For Rudy Grossman, whose CG supervisor credits include season five of Game of Thrones and Maleficent, The Walk held special significance.

“Back in my college days in NYC I was a street performer. A few years later, we were doing a test at ImageMovers,” said Grossman, speaking about Zemeckis’ former company. “Later on when the project was moving forward I came back to California and joined the project. As a New Yorker, as a street performer and as an artist this project was such a pleasure to be a part of.”

One of the main challenges of creating the film proved to be the budget. “We were trying to make a Pixar film on an independent studio budget,” said Cellucci. In order to create the over 800 VFX shots on a budget of roughly 35 million dollars, the team turned to the cloud.

“For The Walk we used a tool called Conductor,” said Grossman. “Normally, a VFX studio has a team of artists and a renderfarm. The downside to a room of computers is that it becomes deadweight.” This, explained Grossman, is because when the renderfarm is not in use the room cannot be used for anything else and it is expensive to maintain when no films are in production. “The solution,” he said, “is to send it to the cloud.”

Conductor allowed the team to only pay for rendering when the program was in use, allowing the production to save millions of dollars. This technology can be a boon for smaller studios with smaller budgets, said Cellucci, while still enabling them to create Hollywood-level films.

“9.1 million core hours of processing were completed in the cloud,” said Grossman. “This would have taken 1,000 years on one processor.”

Stereoscopic supervisor of The Walk Jared Sandrew, whose supervisory credits also include Jupiter Ascending, The Amazing Spider-Man and Hugo, explained the technical wizardry that the team achieved in order to create realistic special effects.
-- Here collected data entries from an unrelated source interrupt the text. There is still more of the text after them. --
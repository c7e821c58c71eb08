//! The seam between the per-entity cache and whatever loads the data.

use std::future::Future;

use async_trait::async_trait;

use crate::error::Result;

/// Loads the payload of one entity (ticker).
///
/// `refresh` asks the backend to bypass its own caches.
#[async_trait]
pub trait Fetcher<T>: Send + Sync {
    async fn fetch(&self, id: &str, refresh: bool) -> Result<T>;
}

/// Adapts a closure `Fn(String, bool) -> impl Future<Output = Result<T>>`
/// into a [`Fetcher`].
///
/// ```rust
/// use screener_view::fetcher::FnFetcher;
///
/// let fetcher = FnFetcher(|id: String, _refresh: bool| async move {
///     Ok::<_, screener_view::ScreenerError>(id.len())
/// });
/// ```
pub struct FnFetcher<F>(pub F);

#[async_trait]
impl<T, F, Fut> Fetcher<T> for FnFetcher<F>
where
    T: Send + 'static,
    F: Fn(String, bool) -> Fut + Send + Sync + 'static,
    Fut: Future<Output = Result<T>> + Send + 'static,
{
    async fn fetch(&self, id: &str, refresh: bool) -> Result<T> {
        (self.0)(id.to_string(), refresh).await
    }
}
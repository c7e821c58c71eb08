use std::collections::BTreeMap;
use std::fmt;

use serde::{Deserialize, Deserializer, Serialize};

// ---------------------------------------------------------------------------
// Category: the four kinds of corporate action
// ---------------------------------------------------------------------------

#[derive(Debug, Clone, Copy, PartialEq, Eq, PartialOrd, Ord, Hash, Serialize, Deserialize)]
#[serde(rename_all = "lowercase")]
pub enum Category {
    Dividends,
    Bonus,
    Splits,
    Rights,
}

/// A displayed column: the row key it reads and its header text.
#[derive(Debug, Clone, Copy, PartialEq, Eq)]
pub struct Column {
    pub key: &'static str,
    pub label: &'static str,
}

const fn col(key: &'static str, label: &'static str) -> Column {
    Column { key, label }
}

const DIVIDEND_COLUMNS: &[Column] = &[
    col("company", "Company"),
    col("type", "Type"),
    col("percentage", "%"),
    col("announcementDate", "Announcement"),
    col("recordDate", "Record Date"),
    col("exDate", "Ex-Date"),
];

const BONUS_COLUMNS: &[Column] = &[
    col("company", "Company"),
    col("ratio", "Ratio"),
    col("announcementDate", "Announcement"),
    col("recordDate", "Record Date"),
    col("exDate", "Ex-Date"),
];

const SPLIT_COLUMNS: &[Column] = &[
    col("company", "Company"),
    col("oldFV", "Old FV"),
    col("newFV", "New FV"),
    col("splitDate", "Split Date"),
];

const RIGHTS_COLUMNS: &[Column] = &[
    col("company", "Company"),
    col("ratio", "Ratio"),
    col("premium", "Premium"),
    col("announcementDate", "Announcement"),
    col("recordDate", "Record Date"),
    col("exDate", "Ex-Date"),
];

impl Category {
    pub const ALL: [Category; 4] = [
        Category::Dividends,
        Category::Bonus,
        Category::Splits,
        Category::Rights,
    ];

    pub fn as_str(&self) -> &'static str {
        match self {
            Category::Dividends => "dividends",
            Category::Bonus => "bonus",
            Category::Splits => "splits",
            Category::Rights => "rights",
        }
    }

    pub fn label(&self) -> &'static str {
        match self {
            Category::Dividends => "Dividends",
            Category::Bonus => "Bonus",
            Category::Splits => "Splits",
            Category::Rights => "Rights",
        }
    }

    pub fn columns(&self) -> &'static [Column] {
        match self {
            Category::Dividends => DIVIDEND_COLUMNS,
            Category::Bonus => BONUS_COLUMNS,
            Category::Splits => SPLIT_COLUMNS,
            Category::Rights => RIGHTS_COLUMNS,
        }
    }

    /// Column whose date drives the urgent/upcoming highlight.
    pub fn primary_date_column(&self) -> &'static str {
        match self {
            Category::Splits => "splitDate",
            _ => "exDate",
        }
    }
}

impl fmt::Display for Category {
    fn fmt(&self, f: &mut fmt::Formatter<'_>) -> fmt::Result {
        f.write_str(self.as_str())
    }
}

// ---------------------------------------------------------------------------
// MarketActionRow: column key -> cell text
// ---------------------------------------------------------------------------

#[derive(Debug, Clone, Default, PartialEq, Eq, Serialize)]
#[serde(transparent)]
pub struct MarketActionRow(BTreeMap<String, String>);

impl MarketActionRow {
    pub fn new() -> Self {
        Self::default()
    }

    pub fn get(&self, column: &str) -> Option<&str> {
        self.0.get(column).map(String::as_str)
    }

    pub fn company(&self) -> &str {
        self.get("company").unwrap_or("")
    }

    pub fn insert(&mut self, column: impl Into<String>, value: impl Into<String>) {
        self.0.insert(column.into(), value.into());
    }
}

impl<'de> Deserialize<'de> for MarketActionRow {
    fn deserialize<D: Deserializer<'de>>(deserializer: D) -> Result<Self, D::Error> {
        super::deserialize_cells(deserializer).map(MarketActionRow)
    }
}

impl<K: Into<String>, V: Into<String>> FromIterator<(K, V)> for MarketActionRow {
    fn from_iter<I: IntoIterator<Item = (K, V)>>(iter: I) -> Self {
        MarketActionRow(
            iter.into_iter()
                .map(|(k, v)| (k.into(), v.into()))
                .collect(),
        )
    }
}

// ---------------------------------------------------------------------------
// MarketActions: market-wide payload, rows per category
// ---------------------------------------------------------------------------

/// Keys other than the four categories (timestamps and the like) are ignored.
#[derive(Debug, Clone, Default, PartialEq, Serialize, Deserialize)]
pub struct MarketActions {
    #[serde(default, deserialize_with = "super::null_as_default")]
    pub dividends: Vec<MarketActionRow>,
    #[serde(default, deserialize_with = "super::null_as_default")]
    pub bonus: Vec<MarketActionRow>,
    #[serde(default, deserialize_with = "super::null_as_default")]
    pub splits: Vec<MarketActionRow>,
    #[serde(default, deserialize_with = "super::null_as_default")]
    pub rights: Vec<MarketActionRow>,
}

impl MarketActions {
    pub fn new() -> Self {
        Self::default()
    }

    /// Rows of a category; empty when the payload had none.
    pub fn rows(&self, category: Category) -> &[MarketActionRow] {
        match category {
            Category::Dividends => &self.dividends,
            Category::Bonus => &self.bonus,
            Category::Splits => &self.splits,
            Category::Rights => &self.rights,
        }
    }

    pub fn set_rows(&mut self, category: Category, rows: Vec<MarketActionRow>) {
        let slot = match category {
            Category::Dividends => &mut self.dividends,
            Category::Bonus => &mut self.bonus,
            Category::Splits => &mut self.splits,
            Category::Rights => &mut self.rights,
        };
        *slot = rows;
    }

    pub fn total_rows(&self) -> usize {
        Category::ALL.iter().map(|c| self.rows(*c).len()).sum()
    }
}

// ---------------------------------------------------------------------------
// CorporateActions: per-ticker history, split into upcoming / previous
// ---------------------------------------------------------------------------

/// Rows keyed by the source table's header text (e.g. `"Ex-Date"`).
#[derive(Debug, Clone, Default, PartialEq, Serialize, Deserialize)]
pub struct ActionHistory {
    #[serde(default, deserialize_with = "super::null_as_default")]
    pub upcoming: Vec<MarketActionRow>,
    #[serde(default, deserialize_with = "super::null_as_default")]
    pub previous: Vec<MarketActionRow>,
}

impl ActionHistory {
    pub fn is_empty(&self) -> bool {
        self.upcoming.is_empty() && self.previous.is_empty()
    }
}

#[derive(Debug, Clone, Default, PartialEq, Serialize, Deserialize)]
pub struct CorporateActions {
    #[serde(default, deserialize_with = "super::null_as_default")]
    pub dividends: ActionHistory,
    #[serde(default, deserialize_with = "super::null_as_default")]
    pub bonus: ActionHistory,
    #[serde(default, deserialize_with = "super::null_as_default")]
    pub splits: ActionHistory,
    #[serde(default, deserialize_with = "super::null_as_default")]
    pub rights: ActionHistory,
}

impl CorporateActions {
    pub fn history(&self, category: Category) -> &ActionHistory {
        match category {
            Category::Dividends => &self.dividends,
            Category::Bonus => &self.bonus,
            Category::Splits => &self.splits,
            Category::Rights => &self.rights,
        }
    }

    pub fn is_empty(&self) -> bool {
        Category::ALL.iter().all(|c| self.history(*c).is_empty())
    }
}
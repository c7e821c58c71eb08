//! Render-ready structures derived from backend payloads.
//!
//! Each module is a set of pure functions: the same input always yields the
//! same view, so the rendering layer can rebuild on every state change.

pub mod chart;
pub mod comparison;
pub mod market_actions;

pub use chart::{build_chart, ChartSeries, ChartType, ChartView};
pub use comparison::{build_view, industries, Cell, ComparisonView, TableRow};
pub use market_actions::{date_status, filter_and_sort, DateStatus, SortDirection, SortSpec};
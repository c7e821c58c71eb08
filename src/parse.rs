//! Lenient parsers for the display strings served by the screener backend.
//!
//! Both parsers are total: malformed input becomes NaN or `None`, never an
//! error, so a single odd cell can not break a whole table.

use chrono::{DateTime, NaiveDate};

/// Fallback formats tried after the `DD-MM-YYYY` / `DD/MM/YYYY` fast path.
const FALLBACK_DATE_FORMATS: &[&str] = &[
    "%Y-%m-%d",
    "%Y/%m/%d",
    "%d %b %Y",
    "%d %b, %Y",
    "%b %d, %Y",
    "%b %d %Y",
    "%d-%b-%Y",
    "%d %B %Y",
    "%d %B, %Y",
    "%B %d, %Y",
];

/// Parse a metric display string into a float.
///
/// Handles `"₹1,234.5"`, `"12.3%"`, `"$ 5"` and `"High / Low"` ranges (the
/// first value is used). Returns `f64::NAN` when no number can be read.
///
/// ```rust
/// use screener_view::parse::parse_value;
/// assert_eq!(parse_value(Some("₹1,234.5%")), 1234.5);
/// assert_eq!(parse_value(Some("52.3 / 48.1")), 52.3);
/// assert!(parse_value(None).is_nan());
/// ```
pub fn parse_value(raw: Option<&str>) -> f64 {
    let Some(raw) = raw else {
        return f64::NAN;
    };
    let head = raw.split('/').next().unwrap_or("");
    let cleaned: String = head
        .chars()
        .filter(|c| !matches!(c, '₹' | '$' | ',' | '%') && !c.is_whitespace())
        .collect();
    parse_float_prefix(&cleaned)
}

/// Read the longest leading decimal number of `s`, like a browser's
/// `parseFloat`. Trailing text such as `"Cr."` is ignored.
fn parse_float_prefix(s: &str) -> f64 {
    let bytes = s.as_bytes();
    let mut end = 0;

    if matches!(bytes.first(), Some(b'+') | Some(b'-')) {
        end += 1;
    }
    if s[end..].starts_with("Infinity") {
        return if s.starts_with('-') {
            f64::NEG_INFINITY
        } else {
            f64::INFINITY
        };
    }

    let int_start = end;
    while end < bytes.len() && bytes[end].is_ascii_digit() {
        end += 1;
    }
    let mut digits = end - int_start;

    if end < bytes.len() && bytes[end] == b'.' {
        let frac_start = end + 1;
        let mut frac_end = frac_start;
        while frac_end < bytes.len() && bytes[frac_end].is_ascii_digit() {
            frac_end += 1;
        }
        digits += frac_end - frac_start;
        if digits > 0 {
            end = frac_end;
        }
    }

    if digits == 0 {
        return f64::NAN;
    }

    if end < bytes.len() && matches!(bytes[end], b'e' | b'E') {
        let mut exp_end = end + 1;
        if exp_end < bytes.len() && matches!(bytes[exp_end], b'+' | b'-') {
            exp_end += 1;
        }
        let exp_digits_start = exp_end;
        while exp_end < bytes.len() && bytes[exp_end].is_ascii_digit() {
            exp_end += 1;
        }
        if exp_end > exp_digits_start {
            end = exp_end;
        }
    }

    s[..end].parse::<f64>().unwrap_or(f64::NAN)
}

/// Parse a corporate-action date cell.
///
/// `DD-MM-YYYY` and `DD/MM/YYYY` are tried first, then a set of common
/// written formats (`2025-06-10`, `10 Jun 2025`, `16 Oct, 2025`, ...), then
/// RFC 3339 and RFC 2822 timestamps.
/// Placeholders such as `""`, `"-"` or `"Not Announced"` yield `None`.
pub fn parse_date(raw: &str) -> Option<NaiveDate> {
    let s = raw.trim();
    if s.is_empty() || s == "-" || s.to_lowercase().contains("not") {
        return None;
    }

    if let Some(date) = parse_day_month_year(s) {
        return Some(date);
    }

    for fmt in FALLBACK_DATE_FORMATS {
        if let Ok(date) = NaiveDate::parse_from_str(s, fmt) {
            return Some(date);
        }
    }

    DateTime::parse_from_rfc3339(s)
        .or_else(|_| DateTime::parse_from_rfc2822(s))
        .ok()
        .map(|dt| dt.date_naive())
}

fn parse_day_month_year(s: &str) -> Option<NaiveDate> {
    let sep = if s.contains('-') { '-' } else { '/' };
    let parts: Vec<&str> = s.split(sep).collect();
    let [day, month, year] = parts.as_slice() else {
        return None;
    };
    let all_digits = |p: &str| !p.is_empty() && p.bytes().all(|b| b.is_ascii_digit());
    if day.len() > 2 || month.len() > 2 || year.len() != 4 {
        return None;
    }
    if !all_digits(day) || !all_digits(month) || !all_digits(year) {
        return None;
    }
    NaiveDate::from_ymd_opt(year.parse().ok()?, month.parse().ok()?, day.parse().ok()?)
}
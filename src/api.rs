//! HTTP client for the screener backend and the per-panel fetchers built on
//! it.
//!
//! The client only knows endpoint paths and payload shapes; caching and
//! error capture belong to [`EntityCache`](crate::cache::EntityCache).

use std::time::Duration;

use async_trait::async_trait;
use reqwest::Client;
use serde::de::DeserializeOwned;
use serde_json::Value;
use tracing::debug;

use crate::config;
use crate::error::{Result, ScreenerError};
use crate::fetcher::Fetcher;
use crate::models::{BrokerResearch, ComparisonData, CorporateActions, GeoAnalysis, MarketActions};

// ---------------------------------------------------------------------------
// ScreenerClientBuilder
// ---------------------------------------------------------------------------

/// Builder for a [`ScreenerClient`].
pub struct ScreenerClientBuilder {
    base_url: String,
    timeout: Duration,
}

impl Default for ScreenerClientBuilder {
    fn default() -> Self {
        Self {
            base_url: config::DEFAULT_BASE_URL.to_string(),
            timeout: config::DEFAULT_TIMEOUT,
        }
    }
}

impl ScreenerClientBuilder {
    /// Backend origin, e.g. `http://localhost:8080`. A trailing `/` is
    /// ignored.
    pub fn base_url(mut self, url: impl Into<String>) -> Self {
        self.base_url = url.into().trim_end_matches('/').to_string();
        self
    }

    /// Per-request timeout. Defaults to 60 seconds.
    pub fn timeout(mut self, timeout: Duration) -> Self {
        self.timeout = timeout;
        self
    }

    pub fn build(self) -> Result<ScreenerClient> {
        let http = Client::builder().timeout(self.timeout).build()?;
        Ok(ScreenerClient {
            base_url: self.base_url,
            http,
        })
    }
}

// ---------------------------------------------------------------------------
// ScreenerClient
// ---------------------------------------------------------------------------

/// Async client for the `/api/v1/data-fetcher` endpoints.
///
/// Cheap to clone; clones share the connection pool.
#[derive(Clone)]
pub struct ScreenerClient {
    base_url: String,
    http: Client,
}

impl ScreenerClient {
    pub fn builder() -> ScreenerClientBuilder {
        ScreenerClientBuilder::default()
    }

    pub fn base_url(&self) -> &str {
        &self.base_url
    }

    fn url(&self, endpoint: &str, ticker: Option<&str>) -> Result<String> {
        let endpoints = config::endpoints();
        let path = endpoints.get(endpoint).ok_or_else(|| {
            ScreenerError::NotFound(format!("Unknown endpoint: {}", endpoint))
        })?;
        let path = match ticker {
            Some(t) => path.replace("{ticker}", t),
            None => path.to_string(),
        };
        Ok(format!("{}{}/{}", self.base_url, config::API_PREFIX, path))
    }

    /// GET a JSON payload. Non-2xx statuses and `{"error": "..."}` bodies
    /// become errors.
    async fn get_json<T: DeserializeOwned>(
        &self,
        url: &str,
        query: &[(&str, String)],
    ) -> Result<T> {
        debug!(url, ?query, "GET");
        let resp = self.http.get(url).query(query).send().await?;
        let status = resp.status();
        if !status.is_success() {
            return Err(ScreenerError::Status {
                status: status.as_u16(),
                url: url.to_string(),
            });
        }
        let body = resp.bytes().await?;
        if let Ok(Value::Object(map)) = serde_json::from_slice::<Value>(&body) {
            if let Some(Value::String(message)) = map.get("error") {
                return Err(ScreenerError::Backend(message.clone()));
            }
        }
        Ok(serde_json::from_slice(&body)?)
    }

    fn refresh_query(refresh: bool) -> Vec<(&'static str, String)> {
        if refresh {
            vec![("refresh", "true".to_string())]
        } else {
            Vec::new()
        }
    }

    /// Fetch metrics for a ticker set. Unknown tickers map to `None`.
    pub async fn compare(&self, tickers: &[String]) -> Result<ComparisonData> {
        if tickers.is_empty() {
            return Err(ScreenerError::InvalidArgument(
                "At least one ticker is required".into(),
            ));
        }
        let url = self.url("compare", None)?;
        self.get_json(&url, &[("tickers", tickers.join(","))]).await
    }

    pub async fn geo_analysis(&self, ticker: &str, refresh: bool) -> Result<GeoAnalysis> {
        let url = self.url("geo_analysis", Some(ticker))?;
        self.get_json(&url, &Self::refresh_query(refresh)).await
    }

    pub async fn corporate_actions(&self, ticker: &str, refresh: bool) -> Result<CorporateActions> {
        let url = self.url("corporate_actions", Some(ticker))?;
        self.get_json(&url, &Self::refresh_query(refresh)).await
    }

    pub async fn broker_research(
        &self,
        ticker: &str,
        refresh: bool,
    ) -> Result<Vec<BrokerResearch>> {
        let url = self.url("broker_research", Some(ticker))?;
        self.get_json(&url, &Self::refresh_query(refresh)).await
    }

    /// Market-wide corporate actions, for the current period or a given year.
    pub async fn market_actions(&self, year: Option<i32>) -> Result<MarketActions> {
        let url = self.url("market_actions", None)?;
        let query: Vec<(&str, String)> =
            year.map(|y| ("year", y.to_string())).into_iter().collect();
        self.get_json(&url, &query).await
    }
}

// ---------------------------------------------------------------------------
// Panel fetchers
// ---------------------------------------------------------------------------

/// Geographic revenue split and regional news.
#[derive(Clone)]
pub struct GeoFetcher(pub ScreenerClient);

#[async_trait]
impl Fetcher<GeoAnalysis> for GeoFetcher {
    async fn fetch(&self, id: &str, refresh: bool) -> Result<GeoAnalysis> {
        self.0.geo_analysis(id, refresh).await
    }
}

/// Per-ticker corporate action history.
#[derive(Clone)]
pub struct CorporateActionsFetcher(pub ScreenerClient);

#[async_trait]
impl Fetcher<CorporateActions> for CorporateActionsFetcher {
    async fn fetch(&self, id: &str, refresh: bool) -> Result<CorporateActions> {
        self.0.corporate_actions(id, refresh).await
    }
}

/// Broker recommendations.
#[derive(Clone)]
pub struct BrokerResearchFetcher(pub ScreenerClient);

#[async_trait]
impl Fetcher<Vec<BrokerResearch>> for BrokerResearchFetcher {
    async fn fetch(&self, id: &str, refresh: bool) -> Result<Vec<BrokerResearch>> {
        self.0.broker_research(id, refresh).await
    }
}
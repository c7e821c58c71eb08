//! Dashboard view state and the actions that mutate it.
//!
//! All mutable UI state lives in one [`AppState`] owned by the view layer.
//! Actions are plain methods; derived views are recomputed on demand from
//! the current state.

use chrono::NaiveDate;
use serde::{Deserialize, Serialize};
use tracing::info;

use crate::config::{ALL_INDUSTRIES, DEFAULT_TICKERS};
use crate::error::{Result, ScreenerError};
use crate::models::{Category, ComparisonData, MarketActionRow, MarketActions};
use crate::views::chart::{build_chart, ChartType, ChartView};
use crate::views::comparison::{build_view, industries, ComparisonView};
use crate::views::market_actions::{date_status, filter_and_sort, DateStatus, SortSpec};

#[derive(Debug, Clone, Copy, PartialEq, Eq, Hash, Default, Serialize, Deserialize)]
#[serde(rename_all = "camelCase")]
pub enum Tab {
    #[default]
    Table,
    Chart,
    GeoAnalysis,
    CorporateActions,
    MarketActions,
    BrokerResearch,
}

impl Tab {
    /// Tabs whose content is loaded per ticker through an entity cache.
    pub fn is_per_ticker(&self) -> bool {
        matches!(
            self,
            Tab::GeoAnalysis | Tab::CorporateActions | Tab::BrokerResearch
        )
    }
}

/// Market-wide actions table state.
#[derive(Debug, Clone, PartialEq)]
pub struct MarketTableState {
    pub actions: Option<MarketActions>,
    pub year: Option<i32>,
    pub category: Category,
    pub query: String,
    pub sort: SortSpec,
}

impl Default for MarketTableState {
    fn default() -> Self {
        Self {
            actions: None,
            year: None,
            category: Category::Dividends,
            query: String::new(),
            sort: SortSpec::for_category(Category::Dividends),
        }
    }
}

/// A market action row with its date highlight, ready to render.
#[derive(Debug, Clone, PartialEq, Serialize)]
pub struct MarketRowView {
    pub row: MarketActionRow,
    pub status: Option<DateStatus>,
}

#[derive(Debug, Clone, PartialEq)]
pub struct AppState {
    tickers: Vec<String>,
    snapshot: Option<ComparisonData>,
    industry: String,
    tab: Tab,
    chart_type: ChartType,
    market: MarketTableState,
}

impl Default for AppState {
    fn default() -> Self {
        Self::with_tickers(DEFAULT_TICKERS)
    }
}

impl AppState {
    pub fn new() -> Self {
        Self::default()
    }

    /// Start with the given tickers (normalized, duplicates dropped).
    pub fn with_tickers<I, S>(tickers: I) -> Self
    where
        I: IntoIterator<Item = S>,
        S: AsRef<str>,
    {
        let mut state = Self {
            tickers: Vec::new(),
            snapshot: None,
            industry: ALL_INDUSTRIES.to_string(),
            tab: Tab::Table,
            chart_type: ChartType::Bar,
            market: MarketTableState::default(),
        };
        for ticker in tickers {
            let _ = state.add_ticker(ticker.as_ref());
        }
        state
    }

    // -- Tickers -----------------------------------------------------------

    pub fn tickers(&self) -> &[String] {
        &self.tickers
    }

    /// Add a ticker (trimmed, upper-cased). Returns the stored symbol.
    pub fn add_ticker(&mut self, raw: &str) -> Result<String> {
        let ticker = raw.trim().to_uppercase();
        if ticker.is_empty() {
            return Err(ScreenerError::InvalidArgument("Ticker is empty".into()));
        }
        if self.tickers.contains(&ticker) {
            return Err(ScreenerError::InvalidArgument(format!(
                "Ticker already added: {}",
                ticker
            )));
        }
        self.tickers.push(ticker.clone());
        Ok(ticker)
    }

    /// Remove a ticker; returns whether it was present.
    pub fn remove_ticker(&mut self, ticker: &str) -> bool {
        let before = self.tickers.len();
        self.tickers.retain(|t| t != ticker);
        self.tickers.len() != before
    }

    // -- Comparison snapshot -------------------------------------------------

    pub fn snapshot(&self) -> Option<&ComparisonData> {
        self.snapshot.as_ref()
    }

    /// Replace the snapshot wholesale. The industry filter survives only if
    /// the new snapshot still has that industry.
    pub fn set_snapshot(&mut self, data: ComparisonData) {
        if self.industry != ALL_INDUSTRIES && !industries(&data).contains(&self.industry) {
            info!(industry = %self.industry, "industry filter reset, not in new snapshot");
            self.industry = ALL_INDUSTRIES.to_string();
        }
        self.snapshot = Some(data);
    }

    pub fn industry(&self) -> &str {
        &self.industry
    }

    pub fn set_industry(&mut self, industry: impl Into<String>) {
        self.industry = industry.into();
    }

    /// Filter choices: `"All"` followed by the snapshot's industries.
    pub fn industry_options(&self) -> Vec<String> {
        let mut options = vec![ALL_INDUSTRIES.to_string()];
        if let Some(data) = &self.snapshot {
            options.extend(industries(data));
        }
        options
    }

    /// Table view of the current snapshot, `None` before the first compare.
    pub fn view(&self) -> Option<ComparisonView> {
        self.snapshot
            .as_ref()
            .map(|data| build_view(data, &self.industry))
    }

    /// Chart of the current snapshot, `None` when there is nothing to plot.
    pub fn chart(&self) -> Option<ChartView> {
        self.snapshot
            .as_ref()
            .and_then(|data| build_chart(data, &self.industry))
    }

    // -- Tabs and chart ----------------------------------------------------

    pub fn tab(&self) -> Tab {
        self.tab
    }

    pub fn set_tab(&mut self, tab: Tab) {
        self.tab = tab;
    }

    pub fn chart_type(&self) -> ChartType {
        self.chart_type
    }

    pub fn set_chart_type(&mut self, chart_type: ChartType) {
        self.chart_type = chart_type;
    }

    // -- Market actions ----------------------------------------------------

    pub fn market(&self) -> &MarketTableState {
        &self.market
    }

    pub fn set_market_actions(&mut self, actions: MarketActions, year: Option<i32>) {
        self.market.actions = Some(actions);
        self.market.year = year;
    }

    /// Switch category; the sort resets to the category's date column.
    pub fn set_market_category(&mut self, category: Category) {
        if self.market.category != category {
            self.market.category = category;
            self.market.sort = SortSpec::for_category(category);
        }
    }

    pub fn set_market_query(&mut self, query: impl Into<String>) {
        self.market.query = query.into();
    }

    /// Header click on the market table.
    pub fn toggle_market_sort(&mut self, column: &str) {
        self.market.sort.toggle(column);
    }

    /// Filtered, sorted rows of the active category with date highlights
    /// relative to `today`.
    pub fn market_rows(&self, today: NaiveDate) -> Vec<MarketRowView> {
        let Some(actions) = &self.market.actions else {
            return Vec::new();
        };
        let category = self.market.category;
        filter_and_sort(actions.rows(category), &self.market.query, &self.market.sort)
            .into_iter()
            .map(|row| MarketRowView {
                status: date_status(&row, category, today),
                row,
            })
            .collect()
    }

    // -- Session -------------------------------------------------------------

    /// Logout: drop every ticker, snapshot and filter.
    pub fn reset(&mut self) {
        *self = Self::with_tickers(std::iter::empty::<&str>());
    }
}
The effects teams scanned lead actor Joseph Gordon-Levitt’s body and face in order to create rigs, digital skin and animated models.They then replaced the real Gordon-Levitt with animated versions of him in order to simulate him walking on a tightrope during scenes in the film.

“Digital humans bother people,” explained Sandrew, referring to the undesirable effect known as the Uncanny Valley. “The fact that no one noticed was great.”

The Walk team also used longer shots, wide angle lenses and a variety of oblique angles in order to give the film a richer sense of story and texture.

“[Zemeckis] wanted it to be super awesome 3D the whole time,” explained Sandrew. “He didn’t want it to be flat 3D and then the tower.”

The painstaking and thought out processes reveal themselves on screen, both during the harrowing moments when Gordon-Levitt crosses between the twin towers on tightrope and in quieter scenes.

“It’s truly one of the best films I’ve ever worked on,” said Cellucci. “The team worked really well together and it shows.”